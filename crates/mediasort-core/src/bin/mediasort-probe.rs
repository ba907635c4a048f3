//! Share probe: connects to an SMB share, lists its media and checks each file's header.
//!
//! Usage:
//!   mediasort-probe <address> <share/path> [username]
//!   mediasort-probe            (reuses the last remembered connection)
//!
//! Environment variables:
//!   MEDIASORT_SECRET - Password. Without it the secret comes from the OS keyring.
//!   RUST_LOG         - Log filter (default: info)

use log::{error, info, warn};
use std::env;
use std::process::ExitCode;
use std::sync::Arc;

use mediasort_core::config::{HEADER_PROBE_LEN, config_dir, load_settings};
use mediasort_core::media::validate;
use mediasort_core::network::{RangeStream, ReadOutcome, RemoteShareClient, SmbTransport};
use mediasort_core::store::{KeyringSecretStore, LastConnection, load_last_connection};

fn target_from_args() -> Option<LastConnection> {
    let args: Vec<String> = env::args().skip(1).collect();
    match args.as_slice() {
        [address, path] => Some(LastConnection {
            address: address.clone(),
            username: String::new(),
            base_path: path.clone(),
        }),
        [address, path, username] => Some(LastConnection {
            address: address.clone(),
            username: username.clone(),
            base_path: path.clone(),
        }),
        [] => config_dir().and_then(|dir| load_last_connection(&dir)),
        _ => None,
    }
}

fn secret_for(target: &LastConnection) -> String {
    if target.username.is_empty() {
        return String::new();
    }
    if let Ok(secret) = env::var("MEDIASORT_SECRET") {
        return secret;
    }
    match target.credentials(&KeyringSecretStore::default()) {
        Ok(credentials) => credentials.secret,
        Err(e) => {
            warn!("No secret for {}: {}", target.account(), e);
            String::new()
        }
    }
}

#[tokio::main]
async fn main() -> ExitCode {
    env_logger::Builder::from_env(env_logger::Env::default().default_filter_or("info"))
        .format_timestamp_millis()
        .init();

    let Some(target) = target_from_args() else {
        error!("Usage: mediasort-probe <address> <share/path> [username]");
        return ExitCode::from(2);
    };
    let settings = load_settings();
    let client = Arc::new(RemoteShareClient::new(SmbTransport, settings.clone()));

    if !client
        .connect(&target.address, &target.username, &secret_for(&target))
        .await
    {
        error!("Couldn't connect to {}", target.address);
        return ExitCode::FAILURE;
    }

    let listing = client
        .list_media_files(
            &target.address,
            &target.base_path,
            settings.include_video,
            settings.max_video_size_mb,
            settings.max_results,
        )
        .await;
    if let Some(message) = &listing.error_message {
        error!("Listing failed: {}", message);
        client.disconnect().await;
        return ExitCode::FAILURE;
    }
    if let Some(warning) = &listing.warning_message {
        warn!("{}", warning);
    }

    let mut stream = RangeStream::new(Arc::clone(&client));
    let mut damaged = 0;
    for file in &listing.files {
        let mut header = vec![0u8; HEADER_PROBE_LEN];
        let mut filled = 0;
        match stream.open(&file.locator, 0, Some(HEADER_PROBE_LEN as u64)).await {
            Ok(_) => {
                while let Ok(ReadOutcome::Bytes(n)) = stream.read(&mut header, filled, HEADER_PROBE_LEN).await {
                    if n == 0 {
                        break;
                    }
                    filled += n;
                }
            }
            Err(e) => warn!("{}: {}", file.name, e),
        }
        let result = validate(&file.name, &header[..filled], file.size);
        if result.is_valid {
            info!("ok       {} ({} bytes)", file.name, file.size);
        } else {
            damaged += 1;
            warn!(
                "damaged  {}: {}",
                file.name,
                result.error_details.as_deref().unwrap_or("bad header")
            );
        }
    }
    stream.close().await;
    info!(
        "{} media files, {} damaged, {} bytes read",
        listing.files.len(),
        damaged,
        stream.bytes_transferred()
    );

    client.disconnect().await;
    ExitCode::SUCCESS
}
//! Locators for local media: `file://<path>` and `media://<bucket>/<id>`.

use std::fmt;
use std::path::PathBuf;

use crate::error::TransportError;

const FILE_SCHEME: &str = "file://";
const MEDIA_SCHEME: &str = "media://";

#[derive(Debug, Clone, PartialEq, Eq, Hash)]
pub enum LocalLocator {
    /// A file in a user-granted folder.
    File(PathBuf),
    /// An entry of the OS media index.
    Indexed { bucket: String, id: u64 },
}

impl LocalLocator {
    pub fn parse(locator: &str) -> Result<Self, TransportError> {
        if let Some(path) = locator.strip_prefix(FILE_SCHEME) {
            if path.is_empty() {
                return Err(TransportError::Protocol(format!("Empty file locator: {}", locator)));
            }
            return Ok(Self::File(PathBuf::from(path)));
        }
        if let Some(rest) = locator.strip_prefix(MEDIA_SCHEME) {
            let (bucket, id) = rest
                .rsplit_once('/')
                .ok_or_else(|| TransportError::Protocol(format!("Media locator has no id: {}", locator)))?;
            let id = id
                .parse()
                .map_err(|_| TransportError::Protocol(format!("Bad media id in {}", locator)))?;
            if bucket.is_empty() {
                return Err(TransportError::Protocol(format!("Media locator has no bucket: {}", locator)));
            }
            return Ok(Self::Indexed {
                bucket: bucket.to_string(),
                id,
            });
        }
        Err(TransportError::Protocol(format!("Not a local locator: {}", locator)))
    }

    pub fn file(path: impl Into<PathBuf>) -> Self {
        Self::File(path.into())
    }

    pub fn indexed(bucket: impl Into<String>, id: u64) -> Self {
        Self::Indexed {
            bucket: bucket.into(),
            id,
        }
    }
}

impl fmt::Display for LocalLocator {
    fn fmt(&self, f: &mut fmt::Formatter<'_>) -> fmt::Result {
        match self {
            Self::File(path) => write!(f, "{}{}", FILE_SCHEME, path.display()),
            Self::Indexed { bucket, id } => write!(f, "{}{}/{}", MEDIA_SCHEME, bucket, id),
        }
    }
}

------------------------

→ Task prompt: Transcribe the listing above in full, word for word.

→ Output of the exercise:
filename crates/mediasort-core/src/bin/mediasort-probe.rs
repository ba907635c4a048f3
//! Share probe: connects to an SMB share, lists its media and checks each file's header.
//!
//! Usage:
//!   mediasort-probe <address> <share/path> [username]
//!   mediasort-probe            (reuses the last remembered connection)
//!
//! Environment variables:
//!   MEDIASORT_SECRET - Password. Without it the secret comes from the OS keyring.
//!   RUST_LOG         - Log filter (default: info)

use log::{error, info, warn};
use std::env;
use std::process::ExitCode;
use std::sync::Arc;

use mediasort_core::config::{HEADER_PROBE_LEN, config_dir, load_settings};
use mediasort_core::media::validate;
use mediasort_core::network::{RangeStream, ReadOutcome, RemoteShareClient, SmbTransport};
use mediasort_core::store::{KeyringSecretStore, LastConnection, load_last_connection};

fn target_from_args() -> Option<LastConnection> {
    let args: Vec<String> = env::args().skip(1).collect();
    match args.as_slice() {
        [address, path] => Some(LastConnection {
            address: address.clone(),
            username: String::new(),
            base_path: path.clone(),
        }),
        [address, path, username] => Some(LastConnection {
            address: address.clone(),
            username: username.clone(),
            base_path: path.clone(),
        }),
        [] => config_dir().and_then(|dir| load_last_connection(&dir)),
        _ => None,
    }
}

fn secret_for(target: &LastConnection) -> String {
    if target.username.is_empty() {
        return String::new();
    }
    if let Ok(secret) = env::var("MEDIASORT_SECRET") {
        return secret;
    }
    match target.credentials(&KeyringSecretStore::default()) {
        Ok(credentials) => credentials.secret,
        Err(e) => {
            warn!("No secret for {}: {}", target.account(), e);
            String::new()
        }
    }
}

#[tokio::main]
async fn main() -> ExitCode {
    env_logger::Builder::from_env(env_logger::Env::default().default_filter_or("info"))
        .format_timestamp_millis()
        .init();

    let Some(target) = target_from_args() else {
        error!("Usage: mediasort-probe <address> <share/path> [username]");
        return ExitCode::from(2);
    };
    let settings = load_settings();
    let client = Arc::new(RemoteShareClient::new(SmbTransport, settings.clone()));

    if !client
        .connect(&target.address, &target.username, &secret_for(&target))
        .await
    {
        error!("Couldn't connect to {}", target.address);
        return ExitCode::FAILURE;
    }

    let listing = client
        .list_media_files(
            &target.address,
            &target.base_path,
            settings.include_video,
            settings.max_video_size_mb,
            settings.max_results,
        )
        .await;
    if let Some(message) = &listing.error_message {
        error!("Listing failed: {}", message);
        client.disconnect().await;
        return ExitCode::FAILURE;
    }
    if let Some(warning) = &listing.warning_message {
        warn!("{}", warning);
    }

    let mut stream = RangeStream::new(Arc::clone(&client));
    let mut damaged = 0;
    for file in &listing.files {
        let mut header = vec![0u8; HEADER_PROBE_LEN];
        let mut filled = 0;
        match stream.open(&file.locator, 0, Some(HEADER_PROBE_LEN as u64)).await {
            Ok(_) => {
                while let Ok(ReadOutcome::Bytes(n)) = stream.read(&mut header, filled, HEADER_PROBE_LEN).await {
                    if n == 0 {
                        break;
                    }
                    filled += n;
                }
            }
            Err(e) => warn!("{}: {}", file.name, e),
        }
        let result = validate(&file.name, &header[..filled], file.size);
        if result.is_valid {
            info!("ok       {} ({} bytes)", file.name, file.size);
        } else {
            damaged += 1;
            warn!(
                "damaged  {}: {}",
                file.name,
                result.error_details.as_deref().unwrap_or("bad header")
            );
        }
    }
    stream.close().await;
    info!(
        "{} media files, {} damaged, {} bytes read",
        listing.files.len(),
        damaged,
        stream.bytes_transferred()
    );

    client.disconnect().await;
    ExitCode::SUCCESS
}
//! Locators for local media: `file://<path>` and `media://<bucket>/<id>`.

use std::fmt;
use std::path::PathBuf;

use crate::error::TransportError;

const FILE_SCHEME: &str = "file://";
const MEDIA_SCHEME: &str = "media://";

#[derive(Debug, Clone, PartialEq, Eq, Hash)]
pub enum LocalLocator {
    /// A file in a user-granted folder.
    File(PathBuf),
    /// An entry of the OS media index.
    Indexed { bucket: String, id: u64 },
}

impl LocalLocator {
    pub fn parse(locator: &str) -> Result<Self, TransportError> {
        if let Some(path) = locator.strip_prefix(FILE_SCHEME) {
            if path.is_empty() {
                return Err(TransportError::Protocol(format!("Empty file locator: {}", locator)));
            }
            return Ok(Self::File(PathBuf::from(path)));
        }
        if let Some(rest) = locator.strip_prefix(MEDIA_SCHEME) {
            let (bucket, id) = rest
                .rsplit_once('/')
                .ok_or_else(|| TransportError::Protocol(format!("Media locator has no id: {}", locator)))?;
            let id = id
                .parse()
                .map_err(|_| TransportError::Protocol(format!("Bad media id in {}", locator)))?;
            if bucket.is_empty() {
                return Err(TransportError::Protocol(format!("Media locator has no bucket: {}", locator)));
            }
            return Ok(Self::Indexed {
                bucket: bucket.to_string(),
                id,
            });
        }
        Err(TransportError::Protocol(format!("Not a local locator: {}", locator)))
    }

    pub fn file(path: impl Into<PathBuf>) -> Self {
        Self::File(path.into())
    }

    pub fn indexed(bucket: impl Into<String>, id: u64) -> Self {
        Self::Indexed {
            bucket: bucket.into(),
            id,
        }
    }
}

impl fmt::Display for LocalLocator {
    fn fmt(&self, f: &mut fmt::Formatter<'_>) -> fmt::Result {
        match self {
            Self::File(path) => write!(f, "{}{}", FILE_SCHEME, path.display()),
            Self::Indexed { bucket, id } => write!(f, "{}{}/{}", MEDIA_SCHEME, bucket, id),
        }
    }
}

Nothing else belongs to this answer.